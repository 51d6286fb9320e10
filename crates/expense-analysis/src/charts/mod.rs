//! Chart specifications and rasterization.
//!
//! [`ChartRenderer`] is a pure mapping from aggregation output to a
//! [`ChartSet`]; the same summaries always produce the same specs.
//! [`ChartRasterizer`] turns a spec into pixels for the PDF report.

mod raster;
mod renderer;
mod spec;

pub use raster::{ChartRasterizer, PlottersRasterizer, RasterImage};
pub use renderer::{ChartRenderer, padded_range};
pub use spec::{
    BarMode, CategorySeries, ChartId, ChartKind, ChartSet, ChartSpec, ScatterPoint,
    ScatterSeries, Slice, TimeSeries,
};
//! Core data types shared across the loader, filters, aggregation and reports.

use chrono::NaiveDate;
use serde::{Deserialize, Serialize};
use std::collections::BTreeSet;
use std::fmt;

/// Column holding the expense date.
pub const COL_DATE: &str = "Date";
/// Column holding the region name.
pub const COL_REGION: &str = "Region";
/// Column holding the client name.
pub const COL_CLIENT: &str = "Client Name";
/// Column holding the numeric cost.
pub const COL_COST: &str = "Cost";
/// Column holding the trainer name.
pub const COL_TRAINER: &str = "Name of Trainer";
/// Column holding the payment type.
pub const COL_PAYMENT: &str = "Payment Type";
/// Derived session identifier column (filtered export only).
pub const COL_SESSION_ID: &str = "Session_ID";

/// Columns every upload must provide, in reporting order.
pub const REQUIRED_COLUMNS: [&str; 6] = [
    COL_DATE,
    COL_REGION,
    COL_CLIENT,
    COL_COST,
    COL_TRAINER,
    COL_PAYMENT,
];

/// Label used for blank categorical cells.
pub const UNSPECIFIED_LABEL: &str = "Unspecified";

/// One cleaned expense row.
#[derive(Debug, Clone, PartialEq, Serialize, Deserialize)]
pub struct ExpenseRecord {
    pub date: NaiveDate,
    pub region: String,
    pub client_name: String,
    pub trainer_name: String,
    pub payment_type: String,
    /// Always finite and non-negative.
    pub cost: f64,
    /// Non-required input columns, aligned with [`ExpenseTable::extra_columns`].
    #[serde(default, skip_serializing_if = "Vec::is_empty")]
    pub extra: Vec<Option<String>>,
}

impl ExpenseRecord {
    /// Create a record without extra columns.
    pub fn new(
        date: NaiveDate,
        region: impl Into<String>,
        client_name: impl Into<String>,
        trainer_name: impl Into<String>,
        payment_type: impl Into<String>,
        cost: f64,
    ) -> Self {
        Self {
            date,
            region: region.into(),
            client_name: client_name.into(),
            trainer_name: trainer_name.into(),
            payment_type: payment_type.into(),
            cost,
            extra: Vec::new(),
        }
    }

    /// The session this row belongs to.
    pub fn session_key(&self) -> SessionKey {
        SessionKey {
            date: self.date,
            client_name: self.client_name.clone(),
        }
    }

    /// Session identifier as exported (`2024-01-01_ClientX`).
    pub fn session_id(&self) -> String {
        self.session_key().to_string()
    }
}

/// A distinct (date, client) pair; the unit of "Session Count".
#[derive(Debug, Clone, PartialEq, Eq, PartialOrd, Ord, Hash, Serialize, Deserialize)]
pub struct SessionKey {
    pub date: NaiveDate,
    pub client_name: String,
}

impl fmt::Display for SessionKey {
    fn fmt(&self, f: &mut fmt::Formatter<'_>) -> fmt::Result {
        write!(f, "{}_{}", self.date.format("%Y-%m-%d"), self.client_name)
    }
}

/// The cleaned, in-memory row set.
#[derive(Debug, Clone, Default, PartialEq, Serialize, Deserialize)]
pub struct ExpenseTable {
    pub records: Vec<ExpenseRecord>,
    /// Names of the non-required input columns carried in each record.
    #[serde(default)]
    pub extra_columns: Vec<String>,
}

impl ExpenseTable {
    pub fn new(records: Vec<ExpenseRecord>) -> Self {
        Self {
            records,
            extra_columns: Vec::new(),
        }
    }

    pub fn len(&self) -> usize {
        self.records.len()
    }

    pub fn is_empty(&self) -> bool {
        self.records.is_empty()
    }

    /// Sum of cost over every row.
    pub fn total_cost(&self) -> f64 {
        self.records.iter().map(|r| r.cost).sum()
    }

    /// Earliest and latest date, if any rows exist.
    pub fn date_bounds(&self) -> Option<(NaiveDate, NaiveDate)> {
        let min = self.records.iter().map(|r| r.date).min()?;
        let max = self.records.iter().map(|r| r.date).max()?;
        Some((min, max))
    }

    /// A table with the same column layout holding `records`.
    pub fn with_records(&self, records: Vec<ExpenseRecord>) -> Self {
        Self {
            records,
            extra_columns: self.extra_columns.clone(),
        }
    }
}

/// User-selected filters. Empty sets and a missing range pass everything.
#[derive(Debug, Clone, Default, PartialEq, Eq, Serialize, Deserialize)]
pub struct FilterSelection {
    /// Inclusive `(from, to)` bounds.
    #[serde(default)]
    pub date_range: Option<(NaiveDate, NaiveDate)>,
    #[serde(default)]
    pub regions: BTreeSet<String>,
    #[serde(default)]
    pub clients: BTreeSet<String>,
    #[serde(default)]
    pub trainers: BTreeSet<String>,
}

impl FilterSelection {
    /// A selection that keeps every row.
    pub fn all() -> Self {
        Self::default()
    }

    pub fn with_date_range(mut self, from: NaiveDate, to: NaiveDate) -> Self {
        self.date_range = Some((from, to));
        self
    }

    pub fn with_regions<I, S>(mut self, regions: I) -> Self
    where
        I: IntoIterator<Item = S>,
        S: Into<String>,
    {
        self.regions = regions.into_iter().map(Into::into).collect();
        self
    }

    pub fn with_clients<I, S>(mut self, clients: I) -> Self
    where
        I: IntoIterator<Item = S>,
        S: Into<String>,
    {
        self.clients = clients.into_iter().map(Into::into).collect();
        self
    }

    pub fn with_trainers<I, S>(mut self, trainers: I) -> Self
    where
        I: IntoIterator<Item = S>,
        S: Into<String>,
    {
        self.trainers = trainers.into_iter().map(Into::into).collect();
        self
    }

    /// True when no predicate would remove any row.
    pub fn is_passthrough(&self) -> bool {
        self.date_range.is_none()
            && self.regions.is_empty()
            && self.clients.is_empty()
            && self.trainers.is_empty()
    }
}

_Problem_
State how many lines of the listing hold the string "trainers", and add nothing else.

_Answer to this task_
4